Reproduce exactly the line with "return Err(UnexpectedSeparator);" and the lines after it. Stop at the last line of the data and include nothing else.

──────── Records provided ────────

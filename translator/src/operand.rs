//! Deciding what an operand word is and whether it is well formed.
//!
//! The grammar table says which [`OperandKind`] is expected in each position;
//! [`classify`] checks the word against that kind and resolves it into an
//! [`Operand`]:
//!
//! | expected      | accepted words                                   |
//! |---------------|--------------------------------------------------|
//! | `Variable`    | `GF@name`, `LF@name`, `TF@name`                  |
//! | `Symbol`      | any variable, `int@-12`, `string@a\032b`, `bool@true`, `nil@nil` |
//! | `Label`       | a name without `@`                               |
//! | `TypeKeyword` | `int`, `string`, `bool`, `nil`                   |
//!
//! Variable names, labels and string literals share one grammar, see
//! [`check_string`].

use crate::error::{Error, InvalidOperandReason, Location};
use crate::grammar::OperandKind;
use crate::lexer::Word;
use crate::program::{Frame, Operand, Type};

use InvalidOperandReason::*;

const SEPARATOR: char = '@';
const ESCAPE: char = '\\';
const ESCAPE_DIGITS: usize = 3;

fn is_allowed(c: char) -> bool {
    c.is_ascii_alphanumeric() || "$&%*!?@:_-".contains(c)
}

/// Checks text against the grammar shared by variable names, labels and
/// string literals.
///
/// The text may not start with a digit. A `\` must start an escape sequence
/// of exactly three decimal digits; any three digits are accepted, mapping
/// them to characters is up to the interpreter. Everything outside escape
/// sequences must come from `[A-Za-z0-9$&%*!?@:_-]`, which rules out `#` and
/// whitespace. The empty string passes.
pub fn check_string(text: &str) -> Result<(), InvalidOperandReason> {
    if let Some(first) = text.chars().next() {
        if first.is_ascii_digit() {
            return Err(FirstChar { actual: first });
        }
    }

    let mut bad_chars = String::new();
    let mut chars = text.char_indices();
    while let Some((position, c)) = chars.next() {
        if c == ESCAPE {
            let digits = chars.clone()
                .take(ESCAPE_DIGITS)
                .take_while(|(_, d)| d.is_ascii_digit())
                .count();
            if digits < ESCAPE_DIGITS {
                return Err(Escape { position });
            }
            chars.nth(ESCAPE_DIGITS - 1);
        } else if !is_allowed(c) && !bad_chars.contains(c) {
            bad_chars.push(c);
        }
    }

    if bad_chars.is_empty() {
        Ok(())
    } else {
        Err(OtherChars { actual: bad_chars })
    }
}

fn variable(word: &str) -> Result<Operand<'_>, InvalidOperandReason> {
    let (tag, name) = word.split_once(SEPARATOR).ok_or(MissingSeparator)?;
    let frame = Frame::from_tag(tag).ok_or_else(|| UnknownFrame { actual: tag.to_string() })?;
    if name.is_empty() {
        return Err(EmptyName);
    }
    check_string(name)?;
    Ok(Operand::Variable { frame, name })
}

fn int_literal(literal: &str) -> Result<(), InvalidOperandReason> {
    let digits = literal.strip_prefix('-').unwrap_or(literal);
    if digits.chars().all(|c| c.is_ascii_digit()) {
        Ok(())
    } else {
        Err(Int)
    }
}

fn constant(ty: Type, literal: &str) -> Result<Operand<'_>, InvalidOperandReason> {
    match ty {
        Type::Nil if literal != "nil" => return Err(Nil),
        Type::Int => int_literal(literal)?,
        Type::Bool if literal != "true" && literal != "false" => return Err(Bool),
        Type::String => check_string(literal)?,
        _ => {}
    }
    Ok(Operand::Constant { ty, literal })
}

fn symbol(word: &str) -> Result<Operand<'_>, InvalidOperandReason> {
    let (prefix, literal) = word.split_once(SEPARATOR).ok_or(MissingSeparator)?;
    // A two-letter prefix can only be a frame; no type name is that short.
    if prefix.len() == 2 {
        return variable(word);
    }
    let ty = Type::from_name(prefix).ok_or_else(|| UnknownType { actual: prefix.to_string() })?;
    constant(ty, literal)
}

fn label(word: &str) -> Result<Operand<'_>, InvalidOperandReason> {
    if word.contains(SEPARATOR) {
        return Err(UnexpectedSeparator);
    }
    check_string(word)?;
    Ok(Operand::Label(word))
}

fn type_keyword(word: &str) -> Result<Operand<'_>, InvalidOperandReason> {
    Type::from_name(word)
        .map(Operand::Type)
        .ok_or(InvalidOperandReason::TypeKeyword)
}

/// Resolves one operand word against the kind the grammar expects there.
///
/// `line` is the physical line the word was found on, for error reporting.
pub fn classify<'input>(word: &Word<'input>, expected: OperandKind, line: usize) -> Result<Operand<'input>, Error> {
    let src = word.src;
    let result = match expected {
        OperandKind::Variable => variable(src),
        OperandKind::Symbol => symbol(src),
        OperandKind::Label => label(src),
        OperandKind::TypeKeyword => type_keyword(src),
    };
    result.map_err(|reason| {
        let location = Location::new(line, word.span.clone());
        let word = src.to_string();
        match expected {
            OperandKind::Label => Error::LabelFormat { location, word, reason },
            OperandKind::TypeKeyword => Error::TypeKeyword { location, word },
            OperandKind::Variable | OperandKind::Symbol => Error::OperandFormat { location, word, reason },
        }
    })
}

────────

* Answer section *
        return Err(UnexpectedSeparator);
    }
    check_string(word)?;
    Ok(Operand::Label(word))
}

fn type_keyword(word: &str) -> Result<Operand<'_>, InvalidOperandReason> {
    Type::from_name(word)
        .map(Operand::Type)
        .ok_or(InvalidOperandReason::TypeKeyword)
}

/// Resolves one operand word against the kind the grammar expects there.
///
/// `line` is the physical line the word was found on, for error reporting.
pub fn classify<'input>(word: &Word<'input>, expected: OperandKind, line: usize) -> Result<Operand<'input>, Error> {
    let src = word.src;
    let result = match expected {
        OperandKind::Variable => variable(src),
        OperandKind::Symbol => symbol(src),
        OperandKind::Label => label(src),
        OperandKind::TypeKeyword => type_keyword(src),
    };
    result.map_err(|reason| {
        let location = Location::new(line, word.span.clone());
        let word = src.to_string();
        match expected {
            OperandKind::Label => Error::LabelFormat { location, word, reason },
            OperandKind::TypeKeyword => Error::TypeKeyword { location, word },
            OperandKind::Variable | OperandKind::Symbol => Error::OperandFormat { location, word, reason },
        }
    })
}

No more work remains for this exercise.